= List of World Heritage Sites in Indonesia =

The United Nations Educational, Scientific and Cultural Organization (UNESCO) World Heritage Sites are places of importance to cultural or natural heritage as described in the UNESCO World Heritage Convention, established in 1972. The convention established that cultural heritage consists of monuments (such as architectural works, monumental sculptures, or inscriptions), groups of buildings, and sites (including archaeological sites). Meanwhile, natural heritage consists of physical and biological formations, geological and physiographical formations (including habitats of threatened flora and fauna), and natural sites with scientific, conservation, or aesthetic merits.

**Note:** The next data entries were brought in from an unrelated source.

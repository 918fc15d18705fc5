use crate::error::Error;
use crate::transport::{fetch, Interface, Request};
use crate::views::{multi_view, Transform, CLASSIFICATION_CODE};
use serde_json::Value;
use tracing::info;

const PROFILES_PATH: &str = "portfolio-analytics/profiles";

multi_view! {
    /// Profile analysis of one or more portfolios. `classifications` is
    /// indexed by classification code.
    pub struct Profiles {
        portfolios => "portfolios": Transform::Records,
        profile_attributes => "profileAttributes": Transform::Records,
        long_short_break_down => "longShortBreakDown": Transform::Records,
        classifications => "classifications": Transform::Classifications {
            code: CLASSIFICATION_CODE,
            nested: "classificationData",
        },
        securities => "securities": Transform::Records,
        portfolio_centric_composition_summaries => "portfolioCentricCompositionSummaries": Transform::Records,
        portfolio_relative_composition_summaries => "portfolioRelativeCompositionSummaries": Transform::Records,
        breakpoints => "breakpoints": Transform::Records,
        audit_summaries => "auditSummaries": Transform::Records,
        audit_security_details => "auditSecurityDetails": Transform::Records,
        audit_holdings_details => "auditHoldingsDetails": Transform::Records,
        audit_contributor_ric_details => "auditContributorRICDetails": Transform::Records,
    }
}

pub async fn get_profiles(client: &dyn Interface, request: Value) -> Result<Profiles, Error> {
    let payload = fetch(client, Request::post(PROFILES_PATH, request)).await?;

    info!("Received profile analysis");

    Ok(Profiles::new(payload))
}

#[cfg(test)]
mod tests {
    use super::*;
    use crate::transport::{success, MockInterface};
    use serde_json::json;

    #[tokio::test]
    async fn test_get_profiles() {
        let mut client = MockInterface::new();
        client
            .expect_submit()
            .withf(|request| request.path == "portfolio-analytics/profiles")
            .times(1)
            .returning(|_| {
                Ok(success(json!({
                    "portfolios": [{"portfolioId": "SAMPLE_US"}],
                    "classifications": [
                        {
                            "classificationCode": "GICS_SECTOR",
                            "classificationData": [
                                {"sector": "Information Technology", "weight": {"portfolio": 0.31, "benchmark": 0.28}},
                                {"sector": "Health Care", "weight": {"portfolio": 0.12, "benchmark": 0.13}}
                            ]
                        },
                        {
                            "classificationCode": "COUNTRY",
                            "classificationData": [
                                {"sector": "United States", "weight": {"portfolio": 1.0, "benchmark": 1.0}}
                            ]
                        }
                    ]
                })))
            });

        let profiles = get_profiles(&client, json!({"portfolios": [{"id": "SAMPLE_US"}]}))
            .await
            .unwrap();

        let classifications = profiles.classifications();
        assert_eq!(
            classifications.columns(),
            &["sector", "weight.portfolio", "weight.benchmark"]
        );
        assert_eq!(
            classifications.index().unwrap().values,
            vec![json!("GICS_SECTOR"), json!("GICS_SECTOR"), json!("COUNTRY")]
        );
        assert_eq!(classifications.select(&json!("COUNTRY")).unwrap().height(), 1);
        assert_eq!(profiles.portfolios().height(), 1);
        assert!(profiles.breakpoints().is_empty());
    }
}
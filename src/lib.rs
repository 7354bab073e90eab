//! pagepool - a fixed-capacity LRU buffer pool over named backing files.
//!
//! # Architecture
//! ```text
//! ┌─────────────────────────────────────────────────────────────────┐
//! │                            Catalog                              │
//! ├─────────────────────────────────────────────────────────────────┤
//! │  ┌─────────────────────────────────────────────────────────┐   │
//! │  │              Buffer Pool (buffer/)                       │   │
//! │  │   resident pages  ·  LRU recency list  ·  dirty flags   │   │
//! │  │      evict LRU on a full miss, write back if dirty       │   │
//! │  └─────────────────────────────────────────────────────────┘   │
//! │                              ↓                                  │
//! │  ┌─────────────────────────────────────────────────────────┐   │
//! │  │              File Table (storage/)                       │   │
//! │  │            file name → Box<dyn BackingStore>             │   │
//! │  └─────────────────────────────────────────────────────────┘   │
//! │                              ↓                                  │
//! │  ┌─────────────────────────────────────────────────────────┐   │
//! │  │           Backing Stores (storage/)                      │   │
//! │  │          FileStore (disk)  ·  MemoryStore (RAM)          │   │
//! │  └─────────────────────────────────────────────────────────┘   │
//! └─────────────────────────────────────────────────────────────────┘
//! ```
//!
//! # Modules
//! - [`common`] - Shared primitives (PageId, Error, config)
//! - [`buffer`] - The buffer pool and its LRU ordering
//! - [`storage`] - Pages, the backing-store contract and its implementations
//! - [`catalog`] - The context object tying files to the pool
//!
//! # Quick Start
//! ```
//! use pagepool::{BackingStore, Catalog, FileStore, Page, PageId};
//!
//! let dir = tempfile::tempdir().unwrap();
//! let store = FileStore::create(dir.path().join("users.tbl")).unwrap();
//!
//! let mut catalog = Catalog::new();
//! catalog.add("users.tbl", Box::new(store)).unwrap();
//!
//! // Blocks must exist before they can be read; write one through the store
//! let mut blank = Page::new();
//! blank.as_mut_slice()[..5].copy_from_slice(b"alice");
//! catalog.get_mut("users.tbl").unwrap().write_page(&blank, 0).unwrap();
//!
//! let pid = PageId::new("users.tbl", 0);
//! let page = catalog.get_page(&pid).unwrap();
//! assert_eq!(&page.as_slice()[..5], b"alice");
//!
//! catalog.close().unwrap();
//! ```

pub mod buffer;
pub mod catalog;
pub mod common;
pub mod storage;

// Re-export commonly used items at crate root for convenience
pub use common::config::{DEFAULT_POOL_CAPACITY, PAGE_SIZE};
pub use common::{Error, PageId, Result};

pub use buffer::{BufferPool, BufferPoolStats};
pub use catalog::Catalog;
pub use storage::{BackingStore, FileStore, MemoryStore, Page};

The Republic of Indonesia ratified the convention on 6 June 1989, making its historical sites eligible for inclusion on the list. As of 2023, there are ten World Heritage Sites in Indonesia, six of which are cultural and four are natural. This means Indonesia possesses the highest number of sites in Southeast Asia. The first four sites to be inscribed to the list were the Borobudur Temple Compounds, the Prambanan Temple Compounds, Ujung Kulon National Park, and Komodo National Park in 1991. The most recent addition to the list was the Cosmological Axis of Yogyakarta and its Historic Landmarks in 2023. In 2011, the Tropical Rainforest Heritage of Sumatra was inscribed to the list of World Heritage in Danger, due to threats posed by poaching, illegal logging, agricultural encroachment, and plans to build roads through the site. In addition, the government of Indonesia has nominated 21 sites on the tentative list, meaning that they intend to consider them for World Heritage Sites nomination in the future.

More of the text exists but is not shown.